Holistic Drug and Alcohol Treatment
Holistic drug treatment has become more popular in the last few decades, as holistic medicine itself becomes more widely accepted. Often shunned by the mainstream medical community for years, a holistic approach to treating a patient has in some cases become the mainstream treatment for certain ailments. Often, people suffering from psychiatric and psychological disorders benefit from a more holistic approach to treatment. Because of addiction’s strong ties to mental disorders, a holistic drug treatment approach can be an excellent choice for treatment.
Many people, after trying traditional rehab therapies more than once, try a holistic drug treatment program as a last resort, or because they know that traditional programs didn’t work for them in the past and they don’t believe they’re likely to work in the future, either. Holistic drug treatment has advantages for the person who’s tried several different programs that follow traditional methods but failed to stop using the drug.
Because holistic drug treatment is so different from traditional treatment, it can give the person who’s been through rehab hope that the difference in treatment will be what makes the difference for them. They might pin their hopes on one aspect of the treatment like spiritual counseling, massage therapy, ayurvedics or meditation, and think that maybe that was what was missing for them during previous attempts to overcome addiction.
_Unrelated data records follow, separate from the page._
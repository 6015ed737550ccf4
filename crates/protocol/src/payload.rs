//! Flache `<tag><wert>`-Formate
//!
//! Handshake-Nutzdaten bestehen aus wiederholten `<tag><wert>`-Paaren mit
//! den Tags `p`, `g`, `B`, `y1`, `y2` und `b`. Beim Parsen wird an jeder
//! Folge von `<`/`>` getrennt, leere Stuecke fallen weg, der Rest wird
//! paarweise gelesen. Die Reihenfolge ist beliebig, Tags muessen exakt
//! passen.
//!
//! Die Mitgliederliste des Relays nutzt dasselbe Trennzeichen:
//! `<clients><alice><bob>`.

use std::fmt;

use crate::error::{ProtocolError, ProtocolResult};
use crate::package::SERVER_ABSENDER;

/// Kennung der Mitgliederliste
const MITGLIEDER_KENNUNG: &str = "clients";

/// Maximale Laenge eines Teilnehmernamens
pub const MAX_NAME_LAENGE: usize = 32;

// ---------------------------------------------------------------------------
// PayloadTag
// ---------------------------------------------------------------------------

/// Tag eines Handshake-Werts
#[derive(Debug, Clone, Copy, PartialEq, Eq, Hash)]
pub enum PayloadTag {
    /// Primzahl-Modulus
    P,
    /// Generator
    G,
    /// Oeffentlicher Diffie-Hellman-Wert des Absenders
    B,
    /// Erste Signaturkomponente
    Y1,
    /// Zweite Signaturkomponente
    Y2,
    /// Oeffentlicher Verifikationswert des Signaturschluessels
    VerifWert,
}

impl PayloadTag {
    pub const ALLE: [PayloadTag; 6] = [
        PayloadTag::P,
        PayloadTag::G,
        PayloadTag::B,
        PayloadTag::Y1,
        PayloadTag::Y2,
        PayloadTag::VerifWert,
    ];

    pub fn als_str(&self) -> &'static str {
        match self {
            PayloadTag::P => "p",
            PayloadTag::G => "g",
            PayloadTag::B => "B",
            PayloadTag::Y1 => "y1",
            PayloadTag::Y2 => "y2",
            PayloadTag::VerifWert => "b",
        }
    }

    fn aus_str(s: &str) -> Option<Self> {
        PayloadTag::ALLE.into_iter().find(|t| t.als_str() == s)
    }
}

// ---------------------------------------------------------------------------
// HandshakePayload
// ---------------------------------------------------------------------------

/// Geordnete Sammlung von Handshake-Werten
#[derive(Debug, Clone, Default, PartialEq, Eq)]
pub struct HandshakePayload {
    eintraege: Vec<(PayloadTag, String)>,
}

impl HandshakePayload {
    pub fn neu() -> Self {
        Self::default()
    }

    /// Setzt einen Wert; ein bereits vorhandener Wert desselben Tags wird ersetzt
    pub fn setzen(&mut self, tag: PayloadTag, wert: impl Into<String>) -> &mut Self {
        let wert = wert.into();
        match self.eintraege.iter_mut().find(|(t, _)| *t == tag) {
            Some(eintrag) => eintrag.1 = wert,
            None => self.eintraege.push((tag, wert)),
        }
        self
    }

    /// Liefert den Wert zu `tag` oder `FehlenderWert`
    pub fn wert(&self, tag: PayloadTag) -> ProtocolResult<&str> {
        self.eintraege
            .iter()
            .find(|(t, _)| *t == tag)
            .map(|(_, w)| w.as_str())
            .ok_or(ProtocolError::FehlenderWert { tag: tag.als_str() })
    }

    pub fn len(&self) -> usize {
        self.eintraege.len()
    }

    pub fn is_empty(&self) -> bool {
        self.eintraege.is_empty()
    }

    /// Parst `<tag><wert>...`
    ///
    /// Unbekannte Tags werden uebersprungen, bei doppelten Tags gilt das
    /// erste Vorkommen.
    pub fn parsen(text: &str) -> ProtocolResult<Self> {
        let teile = stuecke(text);
        if teile.len() % 2 != 0 {
            return Err(ProtocolError::UngeradeAnzahl {
                anzahl: teile.len(),
            });
        }

        let mut payload = Self::neu();
        for paar in teile.chunks_exact(2) {
            let Some(tag) = PayloadTag::aus_str(paar[0]) else {
                continue;
            };
            if payload.wert(tag).is_err() {
                payload.eintraege.push((tag, paar[1].to_string()));
            }
        }
        Ok(payload)
    }
}

impl fmt::Display for HandshakePayload {
    fn fmt(&self, f: &mut fmt::Formatter<'_>) -> fmt::Result {
        for (tag, wert) in &self.eintraege {
            write!(f, "<{}><{}>", tag.als_str(), wert)?;
        }
        Ok(())
    }
}

/// Zerlegt an jeder Folge von `<`/`>` und verwirft leere Stuecke
fn stuecke(text: &str) -> Vec<&str> {
    text.split(['<', '>']).filter(|s| !s.is_empty()).collect()
}

// ---------------------------------------------------------------------------
// Mitgliederliste
// ---------------------------------------------------------------------------

/// Baut `<clients><name1><name2>...`
pub fn mitgliederliste_bauen(namen: &[String]) -> String {
    let mut text = format!("<{MITGLIEDER_KENNUNG}>");
    for name in namen {
        text.push('<');
        text.push_str(name);
        text.push('>');
    }
    text
}

/// Parst eine Mitgliederliste
pub fn mitgliederliste_parsen(text: &str) -> ProtocolResult<Vec<String>> {
    let mut teile = stuecke(text).into_iter();
    match teile.next() {
        Some(MITGLIEDER_KENNUNG) => Ok(teile.map(str::to_string).collect()),
        _ => Err(ProtocolError::KeineMitgliederliste),
    }
}

/// Prueft einen Teilnehmernamen
///
/// Namen duerfen die Trennzeichen `<`/`>` und Leerraum nicht enthalten und
/// nicht den reservierten Absender des Relays tragen.
pub fn name_gueltig(name: &str) -> bool {
    !name.is_empty()
        && name.chars().count() <= MAX_NAME_LAENGE
        && name != SERVER_ABSENDER
        && !name.chars().any(|c| c == '<' || c == '>' || c.is_whitespace())
}

// ---------------------------------------------------------------------------
// Tests
// ---------------------------------------------------------------------------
While it might be a simplistic view to think that one particular thing could make that much of a difference, that very view makes the difference from some people. In other cases, it’s the variety of the holistic drug treatment approach that helps the person overcome their drug addiction.
Traditional treatment programs treat the physical symptoms and causes, the mental symptoms and causes, or sometimes both. But holistic drug treatment goes even further than the programs that combine physical treatments with psychiatric and psychological treatment. These programs focus on more than the physical and mental, but treat the spiritual and emotional sides of a person as equally important. Counseling and psychiatric treatments might go hand in hand with things like aromatherapy or ayurvedics designed to help alter a person’s mood and emotions, and things like spiritual counseling and meditation.
In addition, the physical parts of addiction are treated differently in a holistic drug treatment program. While Western medicine and drugs will probably still be used to manage withdrawal and physical symptoms, the physical body is treated as a whole entity. The symptoms are addressed, but the entire body is treated. Massage is a common therapy in holistic drug treatment programs, because it helps to stimulate circulation and relax the entire body. Exercise also helps overall health, and things like yoga might be prescribed for its health benefits and its mind/body connection.
While holistic can mean almost any type of alternative therapy, most programs have one thing in common: the treatment of the entire person, not just treatment of the addiction. This aspect of holistic drug treatment programs helps make them successful for some people who feel they’ve been failed by traditional Western methods.